A long time coming
It has been a soggy week in markets.
While investors continue to maintain a watchful eye on the global vaccine rollout and spread of variants, it is largely in their peripheral vision. The narrative has very much become dominated by worries about inflation.
This can be seen in a recent survey of fund managers by Bank of America that shows that inflation and tapering of quantitative easing now dominate fund manager’s concerns.
COVID: no longer what keeps investment managers up at night
Source: BofA Global Fund Manager Survey
These inflation concerns, as well as expectations of falling iron ore prices, saw the market trade sideways this week.
As we have mentioned, the question around inflation is no longer “if” but is “how long for”.
All eyes continue to be on the labour market, which is now central banks’ primary focus.
We saw more jitters this week with the tightening of monetary policy beginning to creep into some members of the Federal Reserve’s discourse.
They may be a little more contemplative, given recent economic data, than their previous “not even thinking about thinking about raising rates” stance.
Amidst this backdrop of a sideways market, we received two positive updates from your companies that we have long anticipated.
Viva Energy: A win for fuel security
On Monday, the government announced a $2 billion package to back Australia’s fuel refining industry.
A key part of our thesis on Viva was that its refining operations were undervalued by the market. The market failed to appreciate the likelihood of a future government correctly understanding the compelling national security interest in providing direct support to refinery assets.
The package announced is hugely significant for the domestic refining industry and Viva Energy.

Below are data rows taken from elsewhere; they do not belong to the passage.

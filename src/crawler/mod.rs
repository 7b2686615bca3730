//! Crawler module for polite contact enrichment
//!
//! This module contains the core crawling logic, including:
//! - The compliant fetcher (robots.txt, request delay, retries, TLS fallback)
//! - Per-record enrichment across homepage, contact pages and portals
//! - The resumable, checkpointing crawl loop
//! - Cooperative shutdown

mod coordinator;
mod enricher;
mod fallback;
mod fetcher;
mod shutdown;

pub use coordinator::{Coordinator, CrawlCounters, CrawlOptions};
pub use enricher::{CompiledPortal, Enricher};
pub use fallback::{parse_write_out, CurlFallback, FallbackResponse};
pub use fetcher::{
    backoff_delay, build_http_client, is_tls_error, FetchResponse, Fetcher, RequestGate,
};
pub use shutdown::ShutdownSignal;

use crate::config::Config;
use crate::logging::CrawlLogger;
use crate::storage::open_store;
use std::path::Path;
use std::sync::Arc;

/// Runs a complete enrichment pass over the configured store
///
/// This is the main entry point for a crawl. It will:
/// 1. Open the record store and load every record
/// 2. Build the fetcher and enricher
/// 3. Run the crawl loop until done, capped or interrupted
/// 4. Checkpoint the record set
pub async fn run_enrichment(
    config: &Config,
    logger: Arc<CrawlLogger>,
    shutdown: &ShutdownSignal,
) -> crate::Result<CrawlCounters> {
    let store = open_store(Path::new(&config.store.path))?;
    let enricher = Enricher::from_config(config, Arc::clone(&logger))?;
    let mut coordinator =
        Coordinator::new(store, enricher, CrawlOptions::from_config(config), logger)?;
    coordinator.run(shutdown).await
}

We note that Viva’s share price has risen more than 13% over the last month, likely in anticipation of this news.
Domestic refining industry
In the face of cheap imports from Asia and the Middle East, we have seen several domestic refineries close, including Exxon’s Altona refinery and BP’s Kwinana.
International competition has been compounded by depressed fuel demand post-COVID, leading remaining refiners to consider their future in Australia.
With Australia’s last two refiners contemplating their future, the Government stepped in at the 11th hour.
We only have to look to the supply chain disruptions we have seen over the past year (see One wedged ship and a few timely reminders) and escalating tensions in the Pacific to see why.
These closures would have resulted in a significant reliance on imported fuel and vulnerability to a disruption in maritime supply chains. And we remain desperately reliant on fuel (for now).
Fuel Security Service Payments
Refining margins have historically been quite volatile. The Federal Government’s package significantly reduces any downside to this volatility in prices.
As part of the $2 billion in committed funding, the government has committed to a Fuel Security Service Payment (FSSP), which is a variable payment to refineries per litre of fuel produced.
Payments will be on a sliding scale and linked to refining margins.
This is illustrated below.
Support caps downside to refining margins
Source: Viva Energy
Viva’s average operating cost is approximately A$7. Including sustaining investment, costs are closer to A$10 per barrel.
The government will now pay A$2.90 per barrel when prices fall below A$7.30 per barrel.
Therefore, even at COVID lows in fuel margins (~$3 per barrel), the refinery will now be close to breakeven on an operating cost basis. Furthermore, it will continue to benefit from any upside in margins as they recover.
This significantly de-risks Viva’s Geelong refinery, limiting the downside to refining margins while maintaining upside. This not only will improve returns from refining in the future, but de-risks the company’s refining operations overall.
The package comes with commitments from refineries, including Minimum Stockholding obligations (a requirement to keep a minimum of approximately 1 months’ worth of fuel) and a commitment to operate until 2027.
Refineries will be required to produce ultra-low sulphur gasoline by 2024 (to reduce emissions).
What surprised us was that as part of this requirement, the government will commit up to $150 million in funding to upgrade the plant at Geelong. This is approximately half of the cost of the project, a project that we believe the company would have had to carry out regardless – bolstering the already strong support provided.
We see further upside in Viva’s share price if aviation and maritime volumes recover.
With fuel volumes recovering over the past months and Viva’s refining operations being put on sure footing, its share price is closer to reflecting our assessment of its long-term value.
HT&E: Settling on Soprano
Our investment in HT&E has had an eye on two key catalysts.
One is a longstanding tax case with the Australian Tax Office, with the potential for a significant windfall for the company if ruled in their favour.
The second was its stake in Soprano Design.
Soprano Design is a communications services company that HT&E purchased a 25% stake in for A$10 million.
This week the company announced a non-binding agreement to sell Soprano for approximately A$560 million – in the form of both shares and cash.
This sees HT&E’s stake valued at A$139 million – which was above our expectations.
As part of the transaction, HT&E will also receive a pre-transaction dividend payment of A$10m, bringing the total value of its stake to $149 million – a significant return on its initial A$10m investment.
Several stages remain until the transaction is completed, however, the news validated this lesser-known value that we saw in HT&E.